No entanto, esse projeto recebeu uma emenda aditiva, que acresceu ao subitem 4.5 do item III do Anexo I da Lei n. 7.484/2010, do Município de Franca a referida expressão ora impugnada, acrescentando a especialidade de ortodontia ao atendimento odontológico a ser prestado pela APAE de Franca para seus usuários.

Entende que a inclusão de um atendimento não previsto no convênio celebrado entre o Município de Franca e a APAE demonstra, claramente, que a Câmara Municipal de Franca exorbitou de sua competência e legitimação, usurpando a competência exclusiva da Chefe do Poder Executivo, infringindo, desta forma, o princípio da separação dos poderes.

Aponta como violados os arts. 5º, 47, II e 144, da Constituição Paulista.

  

A Lei teve a vigência e eficácia suspensas ex nunc, atendendo-se ao pedido liminar (fls. 83/84).

Contra referida decisão, o Presidente da Câmara Municipal interpôs agravo regimental (fls. 88/90), cujo provimento foi negado          (fls. 97/100).

A Procuradoria-Geral do Estado declinou da defesa da norma impugnada, observando que o tema é de interesse exclusivamente local (fls. 115/116).

O Presidente da Câmara Municipal prestou informações em defesa da norma impugnada (fls.118/122).

Este é o breve resumo do que consta dos autos.

A Lei n. 7.484, de 15 de dezembro de 2010, do Município de Franca, autoriza o Poder Executivo a celebrar convênio com a Associação de Pais e Amigos dos Excepcionais de Franca - APAE, objetivando a prestação de serviços e assistência à saúde, e dá outras providências.

Por emenda, o Legislativo local acrescentou através da expressão tida por inconstitucional a especialidade “Ortodontia” ao atendimento odontológico a ser prestado pela APAE aos seus usuários.

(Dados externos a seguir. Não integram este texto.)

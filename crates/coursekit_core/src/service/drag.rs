//! Drag-and-drop reorder gesture.
//!
//! # Responsibility
//! - Track one in-flight drag as an explicit state value.
//! - Turn a completed gesture into at most one reorder request.
//!
//! # Invariants
//! - At most one drag is active; starting another cancels the previous one.
//! - Hover and drop over a different container than the source are ignored.
//! - The drop indicator exists only in `Over`; every exit clears it.
//! - Cancel never produces a reorder.

use crate::model::id::EntityId;

/// One position inside one sibling list.
#[derive(Debug, Clone, PartialEq, Eq)]
pub struct DragSlot {
    /// Course id for a section list, section id for a lesson list.
    pub container_id: EntityId,
    pub index: usize,
}

/// Drag gesture state.
#[derive(Debug, Clone, PartialEq, Eq, Default)]
pub enum DragState {
    #[default]
    Idle,
    Dragging {
        source: DragSlot,
    },
    Over {
        source: DragSlot,
        target: usize,
    },
}

/// Result of a drop.
#[derive(Debug, Clone, PartialEq, Eq)]
pub enum DragOutcome {
    /// Caller should reorder `container_id` from `from` to `to`.
    Reorder {
        container_id: EntityId,
        from: usize,
        to: usize,
    },
    NoChange,
}

/// Transient visual marker at the hovered position.
#[derive(Debug, Clone, PartialEq, Eq)]
pub struct DropIndicator {
    pub container_id: EntityId,
    pub index: usize,
}

/// State machine for one sibling-list drag at a time.
#[derive(Debug, Default)]
pub struct DragSession {
    state: DragState,
}

impl DragSession {
    pub fn new() -> Self {
        Self::default()
    }

    pub fn state(&self) -> &DragState {
        &self.state
    }

    pub fn is_active(&self) -> bool {
        self.state != DragState::Idle
    }

    /// Starts a drag at `index` of `container_id`.
    ///
    /// Returns the source of a drag that was still active and got cancelled.
    pub fn start(&mut self, container_id: EntityId, index: usize) -> Option<DragSlot> {
        let replaced = self.source().cloned();
        self.state = DragState::Dragging {
            source: DragSlot {
                container_id,
                index,
            },
        };
        replaced
    }

    /// Pointer entered position `index` of `container_id`.
    ///
    /// Returns whether the state moved to `Over`.
    pub fn hover(&mut self, container_id: &EntityId, index: usize) -> bool {
        let Some(source) = self.source().cloned() else {
            return false;
        };
        if &source.container_id != container_id {
            return false;
        }
        self.state = DragState::Over {
            source,
            target: index,
        };
        true
    }

    /// Pointer left the hovered position.
    pub fn leave(&mut self) {
        self.state = match std::mem::take(&mut self.state) {
            DragState::Over { source, .. } => DragState::Dragging { source },
            other => other,
        };
    }

    /// Completes the gesture at `index` of `container_id`.
    pub fn drop(&mut self, container_id: &EntityId, index: usize) -> DragOutcome {
        let state = std::mem::take(&mut self.state);
        let source = match state {
            DragState::Idle => return DragOutcome::NoChange,
            DragState::Dragging { source } | DragState::Over { source, .. } => source,
        };
        if &source.container_id != container_id || source.index == index {
            return DragOutcome::NoChange;
        }
        DragOutcome::Reorder {
            container_id: source.container_id,
            from: source.index,
            to: index,
        }
    }

    /// Ends the gesture without a drop. Returns whether a drag was active.
    pub fn cancel(&mut self) -> bool {
        let was_active = self.is_active();
        self.state = DragState::Idle;
        was_active
    }

    pub fn drop_indicator(&self) -> Option<DropIndicator> {
        match &self.state {
            DragState::Over { source, target } => Some(DropIndicator {
                container_id: source.container_id.clone(),
                index: *target,
            }),
            _ => None,
        }
    }

    fn source(&self) -> Option<&DragSlot> {
        match &self.state {
            DragState::Idle => None,
            DragState::Dragging { source } | DragState::Over { source, .. } => Some(source),
        }
    }
}

#[cfg(test)]
mod tests {
    use super::{DragOutcome, DragSession, DragState, DropIndicator};
    use crate::model::id::EntityId;

    fn sec(id: &str) -> EntityId {
        EntityId::from(id)
    }

    #[test]
    fn full_gesture_emits_reorder_and_returns_to_idle() {
        let mut session = DragSession::new();
        session.start(sec("sec-1"), 0);
        assert!(session.hover(&sec("sec-1"), 2));
        assert_eq!(
            session.drop_indicator(),
            Some(DropIndicator {
                container_id: sec("sec-1"),
                index: 2,
            })
        );

        let outcome = session.drop(&sec("sec-1"), 2);
        assert_eq!(
            outcome,
            DragOutcome::Reorder {
                container_id: sec("sec-1"),
                from: 0,
                to: 2,
            }
        );
        assert_eq!(session.state(), &DragState::Idle);
        assert_eq!(session.drop_indicator(), None);
    }

    #[test]
    fn hover_over_other_container_is_ignored() {
        let mut session = DragSession::new();
        session.start(sec("sec-1"), 1);

        assert!(!session.hover(&sec("sec-2"), 0));
        assert!(matches!(session.state(), DragState::Dragging { .. }));
        assert_eq!(session.drop_indicator(), None);
    }

    #[test]
    fn drop_on_other_container_or_same_index_is_no_change() {
        let mut session = DragSession::new();
        session.start(sec("sec-1"), 1);
        assert_eq!(session.drop(&sec("sec-2"), 0), DragOutcome::NoChange);
        assert!(!session.is_active());

        session.start(sec("sec-1"), 1);
        session.hover(&sec("sec-1"), 1);
        assert_eq!(session.drop(&sec("sec-1"), 1), DragOutcome::NoChange);
        assert_eq!(session.drop_indicator(), None);
    }

    #[test]
    fn cancel_and_leave_clear_indicator() {
        let mut session = DragSession::new();
        session.start(sec("sec-1"), 0);
        session.hover(&sec("sec-1"), 1);
        session.leave();
        assert_eq!(session.drop_indicator(), None);
        assert!(session.is_active());

        session.hover(&sec("sec-1"), 1);
        assert!(session.cancel());
        assert_eq!(session.drop_indicator(), None);
        assert!(!session.cancel());
    }

    #[test]
    fn idle_ignores_hover_and_drop() {
        let mut session = DragSession::new();
        assert!(!session.hover(&sec("sec-1"), 0));
        assert_eq!(session.drop(&sec("sec-1"), 0), DragOutcome::NoChange);
    }

    #[test]
    fn new_start_replaces_active_drag() {
        let mut session = DragSession::new();
        session.start(sec("sec-1"), 0);
        let replaced = session.start(sec("course-1"), 3).unwrap();
        assert_eq!(replaced.container_id, sec("sec-1"));
        assert_eq!(
            session.drop(&sec("course-1"), 0),
            DragOutcome::Reorder {
                container_id: sec("course-1"),
                from: 3,
                to: 0,
            }
        );
    }
}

Ocorre, porém, que emenda parlamentar, sobre matéria cuja iniciativa é privativa do Poder Executivo, também se submete ao controle de constitucionalidade e também se sujeita à verificação da competência para deflagrar o processo legislativo.

Por isso, em que pesem os elevados propósitos que inspiraram a iniciativa parlamentar, autora da emenda ao projeto, a expressão impugnada é verticalmente incompatível com a Constituição do Estado de São Paulo, especialmente com os seus arts. 5.º, 47, II e XIV, e 144, os quais dispõem o seguinte:

“Art. 5.º - São Poderes do Estado, independentes e harmônicos entre si, o Legislativo, o Executivo e o Judiciário.

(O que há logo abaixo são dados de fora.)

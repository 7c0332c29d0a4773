//! Path-copying writes.
//!
//! # Responsibility
//! - Merge a `Patch` into the entity at an id (the single field write path).
//! - Insert and remove entities while keeping sibling order.
//!
//! # Invariants
//! - Only the root-to-target path is rebuilt; `Arc::make_mut` clones a node
//!   because the input snapshot still holds it, so untouched siblings keep
//!   pointer identity with the input.
//! - Ids stay unique across the tree: inserts that would reuse one, or that
//!   repeat one inside the inserted subtree, are rejected.
//! - Removing a course or section drops its whole subtree.

use crate::model::course::{Course, Lesson, Section};
use crate::model::id::{EntityId, EntityKind};
use crate::model::patch::{Patch, Patchable};
use crate::model::snapshot::Snapshot;
use crate::tree::locate::{locate, EntityPath, Located};
use crate::tree::{TreeError, TreeResult};
use std::collections::HashSet;
use std::sync::Arc;

/// Merges `patch` into the entity with `id`.
///
/// Returns an unchanged snapshot (sharing every node) when `id` is unknown.
///
/// # Errors
/// - `TreeError::Patch` when the patch does not fit the entity kind or
///   carries a blank title.
pub fn apply_update(snapshot: &Snapshot, id: &EntityId, patch: &Patch) -> TreeResult<Snapshot> {
    let Some(path) = locate(snapshot, id).map(|hit| hit.path()) else {
        return Ok(snapshot.clone());
    };

    let mut courses = snapshot.courses().to_vec();
    let course = Arc::make_mut(&mut courses[path.course]);
    match (path.section, path.lesson) {
        (None, _) => course.apply_patch(patch)?,
        (Some(section_index), None) => {
            Arc::make_mut(&mut course.sections[section_index]).apply_patch(patch)?
        }
        (Some(section_index), Some(lesson_index)) => {
            let section = Arc::make_mut(&mut course.sections[section_index]);
            Arc::make_mut(&mut section.lessons[lesson_index]).apply_patch(patch)?
        }
    }
    Ok(Snapshot::from_shared(courses))
}

/// Appends a course at the end of the dashboard list.
pub fn insert_course(snapshot: &Snapshot, course: Course) -> TreeResult<Snapshot> {
    ensure_ids_free(snapshot, course_ids(&course))?;
    let mut courses = snapshot.courses().to_vec();
    courses.push(Arc::new(course));
    Ok(Snapshot::from_shared(courses))
}

/// Appends a section to the course with `course_id`.
///
/// Returns `Ok(None)` when the course does not exist.
pub fn insert_section(
    snapshot: &Snapshot,
    course_id: &EntityId,
    section: Section,
) -> TreeResult<Option<Snapshot>> {
    let Some(hit) = locate(snapshot, course_id) else {
        return Ok(None);
    };
    let path = expect_kind(&hit, EntityKind::Course)?;
    ensure_ids_free(snapshot, section_ids(&section))?;

    let mut courses = snapshot.courses().to_vec();
    Arc::make_mut(&mut courses[path.course])
        .sections
        .push(Arc::new(section));
    Ok(Some(Snapshot::from_shared(courses)))
}

/// Appends a lesson to the section with `section_id`.
///
/// Returns `Ok(None)` when the section does not exist.
pub fn insert_lesson(
    snapshot: &Snapshot,
    section_id: &EntityId,
    lesson: Lesson,
) -> TreeResult<Option<Snapshot>> {
    let Some(hit) = locate(snapshot, section_id) else {
        return Ok(None);
    };
    let path = expect_kind(&hit, EntityKind::Section)?;
    ensure_ids_free(snapshot, std::iter::once(&lesson.id))?;

    let mut courses = snapshot.courses().to_vec();
    let course = Arc::make_mut(&mut courses[path.course]);
    let section_index = path.section.unwrap_or_default();
    Arc::make_mut(&mut course.sections[section_index])
        .lessons
        .push(Arc::new(lesson));
    Ok(Some(Snapshot::from_shared(courses)))
}

/// Removes the entity with `id`, which must be of `kind`, with its subtree.
///
/// Returns `Ok(None)` when the id does not exist.
pub fn remove(
    snapshot: &Snapshot,
    id: &EntityId,
    kind: EntityKind,
) -> TreeResult<Option<Snapshot>> {
    let Some(hit) = locate(snapshot, id) else {
        return Ok(None);
    };
    let path = expect_kind(&hit, kind)?;

    let mut courses = snapshot.courses().to_vec();
    match (path.section, path.lesson) {
        (None, _) => {
            courses.remove(path.course);
        }
        (Some(section_index), None) => {
            Arc::make_mut(&mut courses[path.course])
                .sections
                .remove(section_index);
        }
        (Some(section_index), Some(lesson_index)) => {
            let course = Arc::make_mut(&mut courses[path.course]);
            Arc::make_mut(&mut course.sections[section_index])
                .lessons
                .remove(lesson_index);
        }
    }
    Ok(Some(Snapshot::from_shared(courses)))
}

fn expect_kind(hit: &Located<'_>, expected: EntityKind) -> TreeResult<EntityPath> {
    if hit.kind() != expected {
        return Err(TreeError::WrongKind {
            id: hit.id().clone(),
            expected,
            found: hit.kind(),
        });
    }
    Ok(hit.path())
}

/// Rejects a course whose subtree carries `reserved` as an entity id.
pub fn ensure_not_reserved(course: &Course, reserved: &str) -> TreeResult<()> {
    match course_ids(course).into_iter().find(|id| id.as_str() == reserved) {
        Some(id) => Err(TreeError::ReservedId(id.clone())),
        None => Ok(()),
    }
}

fn ensure_ids_free<'a>(
    snapshot: &Snapshot,
    ids: impl IntoIterator<Item = &'a EntityId>,
) -> TreeResult<()> {
    let mut incoming = HashSet::new();
    for id in ids {
        if !incoming.insert(id) || locate(snapshot, id).is_some() {
            return Err(TreeError::DuplicateId(id.clone()));
        }
    }
    Ok(())
}

fn course_ids(course: &Course) -> Vec<&EntityId> {
    let mut ids = vec![&course.id];
    for section in &course.sections {
        ids.extend(section_ids(section));
    }
    ids
}

fn section_ids(section: &Section) -> Vec<&EntityId> {
    let mut ids = vec![&section.id];
    ids.extend(section.lessons.iter().map(|lesson| &lesson.id));
    ids
}
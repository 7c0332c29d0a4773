//! Pure snapshot algorithms over the course tree.
//!
//! # Responsibility
//! - Locate entities by id across the single flat id space.
//! - Produce new snapshots by path copying: only the touched node and its
//!   ancestors are rebuilt, every other node is shared by `Arc`.
//! - Reorder one sibling list with splice-out/splice-in semantics.
//!
//! # Invariants
//! - Functions never mutate their input snapshot.
//! - Unknown ids are reported as absence (`None` / unchanged snapshot), never
//!   as an error.

use crate::model::id::{EntityId, EntityKind};
use crate::model::patch::PatchError;
use std::error::Error;
use std::fmt::{Display, Formatter};

pub mod locate;
pub mod mutate;
pub mod reorder;

pub use locate::{locate, EntityPath, Located};
pub use mutate::{
    apply_update, ensure_not_reserved, insert_course, insert_lesson, insert_section, remove,
};
pub use reorder::{reorder, reorder_children};

/// Result type used by tree algorithms.
pub type TreeResult<T> = Result<T, TreeError>;

/// Invalid-input errors from tree algorithms.
#[derive(Debug, Clone, PartialEq, Eq)]
pub enum TreeError {
    /// Patch rejected for the located entity.
    Patch(PatchError),
    /// Id resolves to an entity of another level than the operation needs.
    WrongKind {
        id: EntityId,
        expected: EntityKind,
        found: EntityKind,
    },
    /// Id resolves to a lesson, which has no sibling list beneath it.
    NotAContainer(EntityId),
    /// Reorder index outside the sibling list.
    IndexOutOfRange { from: usize, to: usize, len: usize },
    /// Inserted entity reuses an id already present in the tree or in the
    /// inserted subtree.
    DuplicateId(EntityId),
    /// Inserted entity carries an id reserved for routing.
    ReservedId(EntityId),
}

impl Display for TreeError {
    fn fmt(&self, f: &mut Formatter<'_>) -> std::fmt::Result {
        match self {
            Self::Patch(err) => write!(f, "{err}"),
            Self::WrongKind {
                id,
                expected,
                found,
            } => write!(f, "entity {id} is a {found}, expected a {expected}"),
            Self::NotAContainer(id) => write!(f, "entity {id} has no children to reorder"),
            Self::IndexOutOfRange { from, to, len } => write!(
                f,
                "reorder indices out of range: from {from} to {to} in list of {len}"
            ),
            Self::DuplicateId(id) => write!(f, "entity id already in use: {id}"),
            Self::ReservedId(id) => write!(f, "entity id is reserved: {id}"),
        }
    }
}

impl Error for TreeError {
    fn source(&self) -> Option<&(dyn Error + 'static)> {
        match self {
            Self::Patch(err) => Some(err),
            _ => None,
        }
    }
}

impl From<PatchError> for TreeError {
    fn from(value: PatchError) -> Self {
        Self::Patch(value)
    }
}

Art. 47 – Compete privativamente ao Governador, além de outras atribuições previstas nesta Constituição:

II – exercer, com o auxílio dos Secretários de Estado, a direção superior da administração estadual;

XIV – praticar os demais atos de administração, nos limites da competência do Executivo;

Art. 144 – Os Municípios, com autonomia, política, legislativa, administrativa e financeira se auto-organizarão por lei orgânica, atendidos os princípios estabelecidos na Constituição Federal e nesta Constituição.”

Nos entes políticos da Federação, dividem-se as funções de governo: o Executivo foi incumbido da tarefa de administrar, segundo a legislação vigente, por força do postulado da legalidade, enquanto que o Legislativo ficou responsável pela edição das normas genéricas e abstratas, as quais compõem a base normativa para as atividades de gestão.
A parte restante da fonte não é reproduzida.